Canada: dernière ligne droite avant le vote après une campagne à l'ombre de Trump

Les candidats canadiens jettent samedi leurs dernières forces dans la campagne législative, à deux jours d'un scrutin qui s'inscrit dans un contexte de menaces inédites du président américain Donald Trump à l'encontre du pays.

Dans un Canada inquiet et déstabilisé depuis le retour du républicain à la Maison Blanche, les libéraux du Premier ministre Mark Carney sont donnés favoris pour le scrutin lundi. Une victoire qui marquerait un revirement spectaculaire.

Il y a quelques mois encore, la voie semblait en effet toute tracée pour permettre aux conservateurs emmenés par Pierre Poilievre de revenir aux affaires après dix ans de pouvoir de Justin Trudeau. Mais les attaques du président américain contre le Canada, à coups de droits de douane et de menaces d'annexion, ont changé la donne.

Mark Carney, banquier central de 60 ans, jamais élu, ne cesse de rappeler que la menace américaine est réelle pour le Canada. "Ils veulent nos ressources, notre eau. Les Américains veulent notre pays", a-t-il prévenu.

En campagne samedi près de Toronto, il a attaqué son rival conservateur, l'accusant de "n'avoir aucun plan pour faire face à ce moment crucial, ni pour tenir tête au président Trump ou bâtir une économie canadienne forte".

"La président Trump a fracturé l'économie mondiale et trahi le Canada", a déclaré Mark Carney lors d'un rassemblement à Mississauga, une ville juste à l'ouest de Toronto.

"Nous n'avons pas besoin de chaos, nous avons besoin de calme. Nous n'avons pas besoin de colère, nous avons besoin d'un adulte", a ajouté cet anglophone, né dans l'ouest du pays, dont le français est limité.

En face, le chef conservateur veut convaincre les électeurs de ce pays du G7, 9e puissance économique mondiale, de tourner le dos aux libéraux, et promet d'incarner un changement en réduisant les impôts et les dépenses.

Il faisait campagne samedi dans la province de Colombie-Britannique, sur la côte ouest, avant un rassemblement en Ontario dans la soirée.

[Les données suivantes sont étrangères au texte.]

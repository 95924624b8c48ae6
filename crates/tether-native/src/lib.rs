//! Tether Native - deferred properties and native handle lifecycle
//!
//! This crate is the engine shared by every Tether widget adapter:
//! - Delayed values and flags, readable and writable whether or not the
//!   native handle exists
//! - Transparent destroy+create when a construction-only property changes
//! - Scarce command id allocation and id/handle routing tables
//! - Counted object references for sharing across the managed boundary
//!
//! ## Quick Start
//!
//! ```rust
//! use tether_native::{
//!     Control, CreateContext, DelayedValue, EngineConfig, Environment, HandleResult,
//!     NativeCx, NativeWidget, RawHandle,
//! };
//!
//! struct Label {
//!     text: String,
//!     wrap: bool,
//! }
//!
//! struct LabelWidget;
//!
//! impl NativeWidget for LabelWidget {
//!     type Handle = Label;
//!
//!     fn create(&mut self, _cx: &CreateContext<'_, Label>) -> HandleResult<Label> {
//!         Ok(Label { text: String::new(), wrap: false })
//!     }
//!
//!     fn destroy(&mut self, _handle: Label) {}
//!
//!     fn raw(&self, handle: &Label) -> RawHandle {
//!         RawHandle::from_raw(handle as *const Label as u64)
//!     }
//! }
//!
//! let env = Environment::new(EngineConfig::default()).unwrap();
//! let mut label = Control::new(&env, LabelWidget);
//! let text = label.register_value(DelayedValue::new(
//!     String::new(),
//!     |l: &Label| l.text.clone(),
//!     |cx: &mut NativeCx<'_, Label>, v: String| cx.text = v,
//! ));
//! let wrap = label.register_structural(false);
//!
//! // No handle yet: the value is cached.
//! label.set(text, "Hello".to_string()).unwrap();
//! label.create_handle().unwrap();
//! assert_eq!(label.handle().unwrap().text, "Hello");
//!
//! // Construction-only change: the handle is rebuilt, the text survives.
//! label.set_structural(wrap, true).unwrap();
//! assert_eq!(label.recreates(), 1);
//! assert_eq!(label.get(text), "Hello");
//! # let _ = label.handle().unwrap().wrap;
//! ```
//!
//! ## Features
//!
//! - **profiling**: forwards to `tether-core/profiling` (puffin scopes)

pub mod config;
pub mod control;
pub mod delayed;
pub mod env;
pub mod error;
pub mod event;
pub mod id;
pub mod identity;
pub mod object;
pub mod structure;

pub use config::{EngineConfig, IdConfig, IdReusePolicy};
pub use control::{
    Control, ControlFlags, ControlNode, CreateContext, HandleState, NativeWidget,
};
pub use delayed::{DelayedFlags, DelayedSlot, DelayedValue, DelayedValues, FlagsKey, SlotKey};
pub use env::Environment;
pub use error::{HandleError, HandleResult};
pub use event::ControlEvent;
pub use id::{IdManager, NativeId};
pub use identity::{IdentityMap, ItemCategory, RawHandle};
pub use object::{ExportTable, ObjectRef, ObjectToken, WeakObjectRef};
pub use structure::{NativeCx, RecreateState, StructuralKey, StructuralValues};
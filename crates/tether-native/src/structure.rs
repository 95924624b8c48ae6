//! Construction-only ("structural") properties and the native access context.
//!
//! A structural property is one the toolkit only accepts when the native
//! resource is built. Changing it means destroying and recreating the
//! handle. [`StructuralValues`] stores those properties with a version that
//! moves on every effective change, so the recreate protocol can tell
//! whether the handle it just built is already out of date.

use std::any::Any;
use std::fmt;
use std::marker::PhantomData;
use std::ops::{Deref, DerefMut};

/// Typed key for a value registered in [`StructuralValues`].
pub struct StructuralKey<T> {
    index: usize,
    _marker: PhantomData<fn() -> T>,
}

impl<T> Clone for StructuralKey<T> {
    fn clone(&self) -> Self {
        *self
    }
}

impl<T> Copy for StructuralKey<T> {}

impl<T> fmt::Debug for StructuralKey<T> {
    fn fmt(&self, f: &mut fmt::Formatter<'_>) -> fmt::Result {
        write!(f, "StructuralKey({})", self.index)
    }
}

/// Registry of construction-only values for one control.
#[derive(Default)]
pub struct StructuralValues {
    slots: Vec<Box<dyn Any>>,
    version: u32,
}

impl StructuralValues {
    pub fn new() -> Self {
        Self::default()
    }

    pub fn register<T: PartialEq + 'static>(&mut self, initial: T) -> StructuralKey<T> {
        self.slots.push(Box::new(initial));
        StructuralKey {
            index: self.slots.len() - 1,
            _marker: PhantomData,
        }
    }

    /// # Panics
    ///
    /// Panics if `key` was issued by another registry.
    pub fn get<T: 'static>(&self, key: StructuralKey<T>) -> &T {
        self.slots
            .get(key.index)
            .and_then(|slot| slot.downcast_ref::<T>())
            .unwrap_or_else(|| panic!("{:?} does not belong to this registry", key))
    }

    /// Store a new value. Returns true, and bumps the version, only if the
    /// value actually changed.
    ///
    /// # Panics
    ///
    /// Panics if `key` was issued by another registry.
    pub fn set<T: PartialEq + 'static>(&mut self, key: StructuralKey<T>, value: T) -> bool {
        let slot = self
            .slots
            .get_mut(key.index)
            .and_then(|slot| slot.downcast_mut::<T>())
            .unwrap_or_else(|| panic!("{:?} does not belong to this registry", key));
        if *slot == value {
            return false;
        }
        *slot = value;
        self.version = self.version.wrapping_add(1);
        true
    }

    /// Current structure version.
    pub fn version(&self) -> u32 {
        self.version
    }

    pub fn len(&self) -> usize {
        self.slots.len()
    }

    pub fn is_empty(&self) -> bool {
        self.slots.is_empty()
    }
}

/// Re-entrancy bookkeeping for a control's handle transitions.
#[derive(Debug, Default)]
pub struct RecreateState {
    pub(crate) depth: u32,
    pub(crate) cycling: bool,
    pub(crate) pending: bool,
    pub(crate) created_version: u32,
    pub(crate) coalesced: u32,
    pub(crate) recreates: u64,
}

impl RecreateState {
    pub fn new() -> Self {
        Self::default()
    }

    /// True while a create, destroy, recreate or property flush is running.
    pub fn in_flight(&self) -> bool {
        self.depth > 0
    }

    /// True while a destroy+create cycle is running.
    pub fn cycling(&self) -> bool {
        self.cycling
    }

    /// A recreate was requested and will run when the outermost operation
    /// returns.
    pub fn pending(&self) -> bool {
        self.pending
    }

    /// Structure version the current handle was built from.
    pub fn created_version(&self) -> u32 {
        self.created_version
    }

    /// Explicit recreate requests folded into an in-flight cycle.
    pub fn coalesced(&self) -> u32 {
        self.coalesced
    }

    /// Completed recreate cycles.
    pub fn recreates(&self) -> u64 {
        self.recreates
    }
}

/// What a property setter gets while the native handle is live.
///
/// Dereferences to the handle. Setters that have structural side effects go
/// through [`NativeCx::set_structural`] or [`NativeCx::request_recreate`];
/// neither recreates anything immediately.
pub struct NativeCx<'a, H> {
    handle: &'a mut H,
    structure: &'a mut StructuralValues,
    state: &'a mut RecreateState,
}

impl<'a, H> NativeCx<'a, H> {
    pub fn new(
        handle: &'a mut H,
        structure: &'a mut StructuralValues,
        state: &'a mut RecreateState,
    ) -> Self {
        Self {
            handle,
            structure,
            state,
        }
    }

    pub fn handle(&self) -> &H {
        &*self.handle
    }

    pub fn handle_mut(&mut self) -> &mut H {
        &mut *self.handle
    }

    pub fn structural<T: 'static>(&self, key: StructuralKey<T>) -> &T {
        self.structure.get(key)
    }

    /// Change a structural value from inside a flush. If it changed, the
    /// owning control rebuilds its handle once the outer operation returns.
    pub fn set_structural<T: PartialEq + 'static>(&mut self, key: StructuralKey<T>, value: T) -> bool {
        let changed = self.structure.set(key, value);
        if changed {
            tracing::debug!("structural change deferred until the current operation completes");
        }
        changed
    }

    /// Ask for a recreate from inside a flush. During a recreate cycle the
    /// request is folded into it; otherwise it runs once the outer operation
    /// returns.
    pub fn request_recreate(&mut self) {
        if self.state.cycling {
            self.state.coalesced += 1;
            tracing::debug!("recreate request coalesced into in-flight cycle");
        } else {
            self.state.pending = true;
        }
    }
}

impl<H> Deref for NativeCx<'_, H> {
    type Target = H;

    fn deref(&self) -> &H {
        &*self.handle
    }
}

impl<H> DerefMut for NativeCx<'_, H> {
    fn deref_mut(&mut self) -> &mut H {
        &mut *self.handle
    }
}
//! Id-to-owner tables for routing native callbacks.
//!
//! Native callbacks only carry an integer (a command id or a raw window
//! pointer). These tables map that integer back to the logical owner. They
//! are populated when the native representation is created and erased when
//! it is destroyed; a lookup miss is a dropped event, not an error.

use std::fmt;
use std::hash::Hash;

use tether_core::alloc::HashMap;

use crate::error::{HandleError, HandleResult};

/// Opaque value identifying a native resource (a window pointer, a GTK
/// widget address, ...). Only compared and hashed, never dereferenced.
#[derive(Debug, Clone, Copy, PartialEq, Eq, Hash)]
pub struct RawHandle(u64);

impl RawHandle {
    pub const fn from_raw(raw: u64) -> Self {
        Self(raw)
    }

    pub const fn as_u64(&self) -> u64 {
        self.0
    }
}

impl fmt::Display for RawHandle {
    fn fmt(&self, f: &mut fmt::Formatter<'_>) -> fmt::Result {
        write!(f, "RawHandle(0x{:x})", self.0)
    }
}

/// Category of command-bearing item. Each category has its own id map.
#[derive(Debug, Clone, Copy, PartialEq, Eq, Hash)]
pub enum ItemCategory {
    Control,
    MenuItem,
    ToolItem,
    Custom(u16),
}

/// A table from ids to owners.
pub struct IdentityMap<K, O> {
    entries: HashMap<K, O>,
}

impl<K, O> IdentityMap<K, O>
where
    K: Copy + Eq + Hash + fmt::Debug,
{
    pub fn new() -> Self {
        Self {
            entries: HashMap::new(),
        }
    }

    /// Register an owner. An id can only be mapped once at a time.
    #[track_caller]
    pub fn insert(&mut self, key: K, owner: O) -> HandleResult<()> {
        if self.entries.contains_key(&key) {
            return Err(HandleError::invalid_operation(format!(
                "{:?} is already mapped to an owner",
                key
            )));
        }
        self.entries.insert(key, owner);
        Ok(())
    }

    pub fn remove(&mut self, key: K) -> Option<O> {
        self.entries.remove(&key)
    }

    pub fn find(&self, key: K) -> Option<&O> {
        let owner = self.entries.get(&key);
        if owner.is_none() {
            tracing::trace!("no owner for {:?}", key);
        }
        owner
    }

    pub fn contains(&self, key: K) -> bool {
        self.entries.contains_key(&key)
    }

    pub fn len(&self) -> usize {
        self.entries.len()
    }

    pub fn is_empty(&self) -> bool {
        self.entries.is_empty()
    }

    pub fn iter(&self) -> impl Iterator<Item = (K, &O)> + '_ {
        self.entries.iter().map(|(&key, owner)| (key, owner))
    }
}

impl<K, O> Default for IdentityMap<K, O>
where
    K: Copy + Eq + Hash + fmt::Debug,
{
    fn default() -> Self {
        Self::new()
    }
}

"Vous ne pouvez pas supporter quatre années de plus comme celles-ci", a-t-il lancé à ses partisans. "A la mère célibataire dont le frigo, l'estomac et le compte bancaire sont vides et qui ne sait pas comment elle nourrira ses enfants demain, gardez espoir: le changement arrive", a-t-il déclaré.

- "Gouvernement fort" -

Dans ce contexte anxiogène, beaucoup de Canadiens voient ce scrutin comme historique: ils sont plus de 7 millions à avoir déjà voté par anticipation pendant le week-end de Pâques, sur les 28,9 millions d'électeurs appelés aux urnes.

Cette élection "est définitivement plus importante et différente" des autres, en raison de "tout ce qui se passe avec les Etats-Unis", estime auprès de l'AFP Nathalie Tremblay.

"Je pense que tout le monde se sent concerné", souligne cette habitante de Montréal qui espère l'élection d'un "gouvernement fort".

Simon-Pierre Lépine s'inquiète, lui, surtout de "dix nouvelles années de régression" si les libéraux, au pouvoir depuis 2015, forment à nouveau un gouvernement.

Leurs "dépenses trop élevées et leur mauvaise gestion" ont plongé le pays "dans un trou financier", estime l'entrepreneur de 49 ans, également à Montréal.

Selon les derniers sondages, les libéraux sont crédités d'environ 42,5% des voix et les conservateurs de 38,7%. Vient ensuite le Nouveau parti démocratique (NPD, gauche) à 8,6%, suivi par le Bloc québécois (parti indépendantiste) avec 6%, et le Parti vert à 2%.

- Faire face à Trump -

Les libéraux ont "réussi à imposer Mark Carney comme étant la bonne personne pour ce moment", où il faut faire face aux Etats-Unis, note Daniel Béland, professeur de sciences politiques à l'université McGill de Montréal.

Même s'il y a eu des efforts des partis d'opposition "pour changer le sujet de la campagne", ils ont échoué "et la donne n'a pas vraiment changé", ajoute-t-il.

"Les conservateurs espéraient qu'il y aurait davantage de débats sur le coût de la vie et les autres enjeux sur lesquels ils ont marqué des points", renchérit Tim Powers, analyste politique.

Il leur reste quelques heures pendant lequel ils vont se "démultiplier" sur le terrain, selon lui, car parfois "des surprises peuvent se produire encore la veille de l'élection".